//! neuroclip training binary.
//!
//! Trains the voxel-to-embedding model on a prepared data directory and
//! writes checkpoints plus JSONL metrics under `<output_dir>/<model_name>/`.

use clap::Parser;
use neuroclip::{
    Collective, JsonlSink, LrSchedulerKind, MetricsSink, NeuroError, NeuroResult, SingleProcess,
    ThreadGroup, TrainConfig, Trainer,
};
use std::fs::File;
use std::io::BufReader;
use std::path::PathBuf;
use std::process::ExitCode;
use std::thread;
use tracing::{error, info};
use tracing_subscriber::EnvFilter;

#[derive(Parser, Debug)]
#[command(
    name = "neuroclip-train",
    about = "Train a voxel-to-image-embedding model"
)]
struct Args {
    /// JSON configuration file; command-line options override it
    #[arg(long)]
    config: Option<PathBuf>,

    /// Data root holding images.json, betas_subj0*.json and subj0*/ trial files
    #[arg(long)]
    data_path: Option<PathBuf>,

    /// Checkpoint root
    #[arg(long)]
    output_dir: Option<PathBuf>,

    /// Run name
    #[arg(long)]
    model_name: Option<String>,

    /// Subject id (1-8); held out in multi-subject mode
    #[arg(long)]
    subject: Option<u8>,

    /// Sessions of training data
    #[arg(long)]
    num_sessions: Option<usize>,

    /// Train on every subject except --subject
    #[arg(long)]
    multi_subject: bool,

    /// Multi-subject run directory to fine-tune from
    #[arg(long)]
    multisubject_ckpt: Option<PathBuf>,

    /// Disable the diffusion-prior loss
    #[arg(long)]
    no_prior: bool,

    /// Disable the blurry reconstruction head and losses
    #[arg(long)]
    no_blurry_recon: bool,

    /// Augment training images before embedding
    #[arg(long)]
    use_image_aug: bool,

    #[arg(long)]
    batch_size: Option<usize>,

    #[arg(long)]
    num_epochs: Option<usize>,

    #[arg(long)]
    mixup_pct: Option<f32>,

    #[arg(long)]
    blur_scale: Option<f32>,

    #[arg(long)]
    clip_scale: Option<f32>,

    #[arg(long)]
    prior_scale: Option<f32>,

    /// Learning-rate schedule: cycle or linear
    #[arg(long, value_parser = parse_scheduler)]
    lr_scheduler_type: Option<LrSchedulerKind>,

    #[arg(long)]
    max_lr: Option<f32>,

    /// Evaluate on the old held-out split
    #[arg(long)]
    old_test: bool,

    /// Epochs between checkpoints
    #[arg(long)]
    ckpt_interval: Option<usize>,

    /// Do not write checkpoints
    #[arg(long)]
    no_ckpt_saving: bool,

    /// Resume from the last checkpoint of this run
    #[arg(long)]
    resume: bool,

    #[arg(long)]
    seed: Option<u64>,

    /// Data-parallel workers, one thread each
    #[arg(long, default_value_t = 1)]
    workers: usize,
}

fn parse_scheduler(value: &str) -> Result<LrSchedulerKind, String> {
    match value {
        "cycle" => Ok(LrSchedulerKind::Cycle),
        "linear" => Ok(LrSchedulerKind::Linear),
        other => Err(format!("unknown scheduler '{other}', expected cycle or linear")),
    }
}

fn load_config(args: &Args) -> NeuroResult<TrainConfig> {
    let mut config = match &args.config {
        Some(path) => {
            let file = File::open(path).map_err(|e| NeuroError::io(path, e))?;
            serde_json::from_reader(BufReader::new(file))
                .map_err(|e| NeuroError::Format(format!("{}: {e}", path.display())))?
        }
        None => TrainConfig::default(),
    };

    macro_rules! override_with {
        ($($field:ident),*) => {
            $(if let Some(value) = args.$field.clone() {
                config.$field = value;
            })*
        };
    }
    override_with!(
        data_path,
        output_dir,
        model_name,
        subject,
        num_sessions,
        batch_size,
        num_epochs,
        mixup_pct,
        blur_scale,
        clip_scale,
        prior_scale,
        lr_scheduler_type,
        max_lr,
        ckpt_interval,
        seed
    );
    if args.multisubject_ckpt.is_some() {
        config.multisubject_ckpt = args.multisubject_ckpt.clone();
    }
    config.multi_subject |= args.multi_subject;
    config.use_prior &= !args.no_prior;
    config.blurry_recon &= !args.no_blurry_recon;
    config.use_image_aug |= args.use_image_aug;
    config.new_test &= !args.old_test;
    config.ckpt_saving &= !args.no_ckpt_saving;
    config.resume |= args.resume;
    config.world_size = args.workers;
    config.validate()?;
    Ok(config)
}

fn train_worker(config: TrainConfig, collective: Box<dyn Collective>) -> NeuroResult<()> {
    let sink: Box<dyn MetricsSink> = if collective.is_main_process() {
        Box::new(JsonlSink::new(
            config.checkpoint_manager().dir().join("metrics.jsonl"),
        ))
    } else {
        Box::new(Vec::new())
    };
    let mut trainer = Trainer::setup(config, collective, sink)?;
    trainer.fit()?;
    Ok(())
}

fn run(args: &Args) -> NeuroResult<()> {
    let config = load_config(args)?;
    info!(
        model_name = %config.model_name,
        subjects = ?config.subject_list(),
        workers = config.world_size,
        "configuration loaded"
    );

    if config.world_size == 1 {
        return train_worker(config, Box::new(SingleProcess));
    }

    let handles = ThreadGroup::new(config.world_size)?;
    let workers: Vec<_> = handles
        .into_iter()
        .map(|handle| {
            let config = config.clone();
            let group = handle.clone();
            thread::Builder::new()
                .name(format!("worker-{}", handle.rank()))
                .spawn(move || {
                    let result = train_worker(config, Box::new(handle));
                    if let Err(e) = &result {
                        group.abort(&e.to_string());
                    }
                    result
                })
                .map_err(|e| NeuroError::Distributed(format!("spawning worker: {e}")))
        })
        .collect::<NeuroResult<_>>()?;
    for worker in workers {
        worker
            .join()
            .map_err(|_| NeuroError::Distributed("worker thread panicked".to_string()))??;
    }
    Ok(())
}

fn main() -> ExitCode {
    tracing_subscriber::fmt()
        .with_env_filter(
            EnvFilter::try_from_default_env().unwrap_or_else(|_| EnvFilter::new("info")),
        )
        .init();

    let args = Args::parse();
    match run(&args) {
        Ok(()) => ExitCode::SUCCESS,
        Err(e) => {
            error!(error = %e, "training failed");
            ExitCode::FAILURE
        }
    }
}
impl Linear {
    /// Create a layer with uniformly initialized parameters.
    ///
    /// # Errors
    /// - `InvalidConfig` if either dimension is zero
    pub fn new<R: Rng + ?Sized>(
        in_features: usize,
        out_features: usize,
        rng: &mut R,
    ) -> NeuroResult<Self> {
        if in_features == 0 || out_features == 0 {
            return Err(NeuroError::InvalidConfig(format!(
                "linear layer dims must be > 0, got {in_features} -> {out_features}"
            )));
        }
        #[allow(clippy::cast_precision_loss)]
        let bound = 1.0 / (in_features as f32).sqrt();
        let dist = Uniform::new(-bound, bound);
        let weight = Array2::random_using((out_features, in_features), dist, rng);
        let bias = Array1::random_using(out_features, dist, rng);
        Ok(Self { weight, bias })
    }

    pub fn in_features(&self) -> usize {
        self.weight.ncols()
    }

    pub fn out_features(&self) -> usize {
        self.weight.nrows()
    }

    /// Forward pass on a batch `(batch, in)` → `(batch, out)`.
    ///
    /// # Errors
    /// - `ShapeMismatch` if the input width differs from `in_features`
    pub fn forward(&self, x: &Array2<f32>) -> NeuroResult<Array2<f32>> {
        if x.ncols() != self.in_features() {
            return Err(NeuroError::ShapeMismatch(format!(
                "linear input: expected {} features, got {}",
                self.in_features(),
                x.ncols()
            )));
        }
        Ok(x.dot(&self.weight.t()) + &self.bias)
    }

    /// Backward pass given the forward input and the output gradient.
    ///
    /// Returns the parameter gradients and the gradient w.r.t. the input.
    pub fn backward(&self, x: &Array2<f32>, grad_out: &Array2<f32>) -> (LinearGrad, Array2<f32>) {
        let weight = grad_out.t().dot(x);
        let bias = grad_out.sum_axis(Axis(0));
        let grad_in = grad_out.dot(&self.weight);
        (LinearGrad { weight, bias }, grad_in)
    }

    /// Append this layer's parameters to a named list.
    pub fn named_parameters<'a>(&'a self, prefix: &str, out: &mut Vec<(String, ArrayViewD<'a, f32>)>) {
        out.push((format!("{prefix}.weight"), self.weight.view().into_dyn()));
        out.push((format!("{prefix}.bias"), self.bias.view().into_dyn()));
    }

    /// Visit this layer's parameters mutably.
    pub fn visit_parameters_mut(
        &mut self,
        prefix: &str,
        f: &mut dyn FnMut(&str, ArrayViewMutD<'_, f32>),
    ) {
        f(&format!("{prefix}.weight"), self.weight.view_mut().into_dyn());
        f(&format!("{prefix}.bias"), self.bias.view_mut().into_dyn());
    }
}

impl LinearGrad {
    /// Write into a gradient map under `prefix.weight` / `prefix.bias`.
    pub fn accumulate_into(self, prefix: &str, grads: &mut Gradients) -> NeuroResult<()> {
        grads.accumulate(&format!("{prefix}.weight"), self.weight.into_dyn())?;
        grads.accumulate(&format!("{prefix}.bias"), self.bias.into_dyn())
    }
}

* * *

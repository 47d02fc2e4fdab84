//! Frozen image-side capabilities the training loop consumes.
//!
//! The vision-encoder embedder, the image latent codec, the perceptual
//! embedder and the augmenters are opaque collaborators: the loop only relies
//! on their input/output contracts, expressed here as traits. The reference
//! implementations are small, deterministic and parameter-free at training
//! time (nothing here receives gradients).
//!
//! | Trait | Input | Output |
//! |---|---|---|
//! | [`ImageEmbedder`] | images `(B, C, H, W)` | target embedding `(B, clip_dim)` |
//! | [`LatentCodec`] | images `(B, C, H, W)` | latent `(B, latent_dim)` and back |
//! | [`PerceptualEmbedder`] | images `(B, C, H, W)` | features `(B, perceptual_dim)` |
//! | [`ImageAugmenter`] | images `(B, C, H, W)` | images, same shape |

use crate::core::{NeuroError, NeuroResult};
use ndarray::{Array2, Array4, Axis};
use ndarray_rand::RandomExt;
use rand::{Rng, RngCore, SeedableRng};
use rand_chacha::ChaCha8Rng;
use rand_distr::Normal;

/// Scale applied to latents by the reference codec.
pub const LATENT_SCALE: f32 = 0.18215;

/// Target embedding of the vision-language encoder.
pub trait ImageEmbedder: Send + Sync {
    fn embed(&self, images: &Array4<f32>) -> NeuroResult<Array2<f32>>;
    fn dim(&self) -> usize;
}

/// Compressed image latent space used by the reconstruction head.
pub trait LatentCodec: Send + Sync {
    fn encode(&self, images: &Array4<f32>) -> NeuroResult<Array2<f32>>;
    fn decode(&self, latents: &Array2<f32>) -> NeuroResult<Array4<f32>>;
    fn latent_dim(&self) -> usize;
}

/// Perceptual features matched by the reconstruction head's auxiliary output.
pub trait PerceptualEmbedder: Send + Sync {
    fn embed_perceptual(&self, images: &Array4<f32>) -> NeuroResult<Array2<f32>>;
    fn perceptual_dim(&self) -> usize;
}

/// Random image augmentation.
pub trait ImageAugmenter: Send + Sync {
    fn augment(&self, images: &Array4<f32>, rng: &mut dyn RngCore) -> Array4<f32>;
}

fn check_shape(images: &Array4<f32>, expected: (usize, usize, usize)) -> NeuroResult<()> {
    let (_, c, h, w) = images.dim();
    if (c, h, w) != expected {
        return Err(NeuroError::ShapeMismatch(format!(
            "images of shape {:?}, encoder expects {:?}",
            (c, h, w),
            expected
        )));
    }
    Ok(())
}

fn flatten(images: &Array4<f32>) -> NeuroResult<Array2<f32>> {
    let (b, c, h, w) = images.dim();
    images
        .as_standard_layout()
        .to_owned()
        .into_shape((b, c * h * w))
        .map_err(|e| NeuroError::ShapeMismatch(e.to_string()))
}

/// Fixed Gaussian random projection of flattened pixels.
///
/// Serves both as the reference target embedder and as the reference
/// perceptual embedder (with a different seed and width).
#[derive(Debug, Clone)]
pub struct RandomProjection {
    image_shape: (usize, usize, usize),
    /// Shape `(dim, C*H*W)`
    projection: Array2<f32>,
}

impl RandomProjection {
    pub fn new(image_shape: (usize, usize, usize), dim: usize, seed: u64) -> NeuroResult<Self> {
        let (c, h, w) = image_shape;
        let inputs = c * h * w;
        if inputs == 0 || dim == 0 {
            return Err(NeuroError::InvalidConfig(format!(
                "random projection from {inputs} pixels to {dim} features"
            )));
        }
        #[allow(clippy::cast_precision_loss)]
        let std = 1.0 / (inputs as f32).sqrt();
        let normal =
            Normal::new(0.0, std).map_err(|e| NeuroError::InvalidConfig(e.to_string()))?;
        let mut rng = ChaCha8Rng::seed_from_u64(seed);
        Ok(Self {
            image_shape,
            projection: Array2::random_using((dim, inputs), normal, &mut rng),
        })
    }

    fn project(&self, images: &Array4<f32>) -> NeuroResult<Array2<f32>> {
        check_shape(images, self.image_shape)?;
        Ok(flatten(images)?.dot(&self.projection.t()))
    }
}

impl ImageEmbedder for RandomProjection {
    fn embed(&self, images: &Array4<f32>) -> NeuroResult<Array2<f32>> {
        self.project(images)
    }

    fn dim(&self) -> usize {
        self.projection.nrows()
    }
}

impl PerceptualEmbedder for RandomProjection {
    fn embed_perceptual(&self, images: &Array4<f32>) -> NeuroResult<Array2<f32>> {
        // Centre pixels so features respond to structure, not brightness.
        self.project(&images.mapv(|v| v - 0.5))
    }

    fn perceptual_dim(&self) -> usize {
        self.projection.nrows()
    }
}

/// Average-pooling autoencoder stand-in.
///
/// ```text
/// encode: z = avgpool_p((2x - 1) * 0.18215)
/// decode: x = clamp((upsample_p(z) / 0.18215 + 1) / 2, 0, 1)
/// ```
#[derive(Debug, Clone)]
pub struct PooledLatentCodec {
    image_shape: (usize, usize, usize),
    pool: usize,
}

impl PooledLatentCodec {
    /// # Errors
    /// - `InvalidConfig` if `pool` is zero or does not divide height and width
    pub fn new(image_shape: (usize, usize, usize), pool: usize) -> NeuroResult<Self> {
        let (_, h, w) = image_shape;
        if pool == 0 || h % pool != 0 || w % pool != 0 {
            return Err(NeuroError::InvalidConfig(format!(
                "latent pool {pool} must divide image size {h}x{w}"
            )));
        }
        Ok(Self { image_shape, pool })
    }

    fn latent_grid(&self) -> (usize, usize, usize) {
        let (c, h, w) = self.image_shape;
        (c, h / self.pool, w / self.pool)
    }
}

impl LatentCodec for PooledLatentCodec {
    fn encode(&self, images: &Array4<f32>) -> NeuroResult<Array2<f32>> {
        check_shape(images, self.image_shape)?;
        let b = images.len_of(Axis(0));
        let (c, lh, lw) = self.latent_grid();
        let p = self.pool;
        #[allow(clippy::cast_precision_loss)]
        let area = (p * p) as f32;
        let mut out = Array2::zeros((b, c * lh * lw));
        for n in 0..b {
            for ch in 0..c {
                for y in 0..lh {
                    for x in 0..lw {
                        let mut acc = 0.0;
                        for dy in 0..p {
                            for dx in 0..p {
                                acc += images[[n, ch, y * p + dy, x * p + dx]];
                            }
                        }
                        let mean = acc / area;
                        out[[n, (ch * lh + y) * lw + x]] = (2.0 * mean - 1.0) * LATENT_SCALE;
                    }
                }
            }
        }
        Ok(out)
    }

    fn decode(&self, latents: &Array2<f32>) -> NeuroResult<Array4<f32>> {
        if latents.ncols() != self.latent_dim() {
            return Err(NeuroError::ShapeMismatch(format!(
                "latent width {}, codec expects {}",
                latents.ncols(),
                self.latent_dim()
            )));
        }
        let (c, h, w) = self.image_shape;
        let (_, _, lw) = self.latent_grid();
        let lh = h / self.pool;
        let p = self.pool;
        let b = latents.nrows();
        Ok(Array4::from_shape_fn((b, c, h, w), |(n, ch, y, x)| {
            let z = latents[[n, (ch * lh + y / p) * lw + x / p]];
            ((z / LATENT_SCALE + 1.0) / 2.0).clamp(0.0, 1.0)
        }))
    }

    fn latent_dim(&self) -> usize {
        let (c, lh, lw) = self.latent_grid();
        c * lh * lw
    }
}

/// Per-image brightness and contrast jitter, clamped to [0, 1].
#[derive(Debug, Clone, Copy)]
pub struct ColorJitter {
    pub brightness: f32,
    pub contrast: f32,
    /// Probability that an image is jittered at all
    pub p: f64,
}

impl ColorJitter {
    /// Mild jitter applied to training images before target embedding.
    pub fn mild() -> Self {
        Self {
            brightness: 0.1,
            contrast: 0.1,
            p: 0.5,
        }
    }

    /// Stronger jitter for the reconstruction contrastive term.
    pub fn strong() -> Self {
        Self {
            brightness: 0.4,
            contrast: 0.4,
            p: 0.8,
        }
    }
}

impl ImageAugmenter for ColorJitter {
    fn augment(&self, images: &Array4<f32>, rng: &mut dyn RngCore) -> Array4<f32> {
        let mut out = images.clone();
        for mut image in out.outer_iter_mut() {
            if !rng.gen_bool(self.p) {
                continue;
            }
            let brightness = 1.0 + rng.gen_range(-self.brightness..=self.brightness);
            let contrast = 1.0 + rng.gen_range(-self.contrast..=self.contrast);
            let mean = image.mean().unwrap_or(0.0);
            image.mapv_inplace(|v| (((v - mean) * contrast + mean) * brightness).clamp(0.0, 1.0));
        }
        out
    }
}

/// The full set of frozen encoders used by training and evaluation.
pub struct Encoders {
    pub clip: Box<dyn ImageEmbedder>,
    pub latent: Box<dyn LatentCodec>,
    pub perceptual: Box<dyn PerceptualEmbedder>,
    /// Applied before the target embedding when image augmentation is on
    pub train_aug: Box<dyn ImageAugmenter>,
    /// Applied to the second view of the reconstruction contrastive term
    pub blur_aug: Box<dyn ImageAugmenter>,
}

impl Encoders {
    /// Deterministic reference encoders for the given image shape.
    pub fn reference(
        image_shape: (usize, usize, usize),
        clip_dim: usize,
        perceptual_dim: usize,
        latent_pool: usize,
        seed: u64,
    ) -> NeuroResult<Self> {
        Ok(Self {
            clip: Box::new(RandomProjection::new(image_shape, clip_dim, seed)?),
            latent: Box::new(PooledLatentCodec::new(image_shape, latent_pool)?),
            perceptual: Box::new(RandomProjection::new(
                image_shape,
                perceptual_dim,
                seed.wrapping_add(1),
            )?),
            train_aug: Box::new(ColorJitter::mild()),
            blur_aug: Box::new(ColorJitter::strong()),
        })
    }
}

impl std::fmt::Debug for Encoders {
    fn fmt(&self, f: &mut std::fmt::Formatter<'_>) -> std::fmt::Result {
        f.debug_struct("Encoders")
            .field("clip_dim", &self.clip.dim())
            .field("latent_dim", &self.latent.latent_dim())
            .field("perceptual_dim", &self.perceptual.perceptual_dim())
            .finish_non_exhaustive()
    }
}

What is needed
For each line in the records that contains the word "cycle", make a copy.

Answer below
    /// Learning-rate schedule: cycle or linear
        "cycle" => Ok(LrSchedulerKind::Cycle),
        other => Err(format!("unknown scheduler '{other}', expected cycle or linear")),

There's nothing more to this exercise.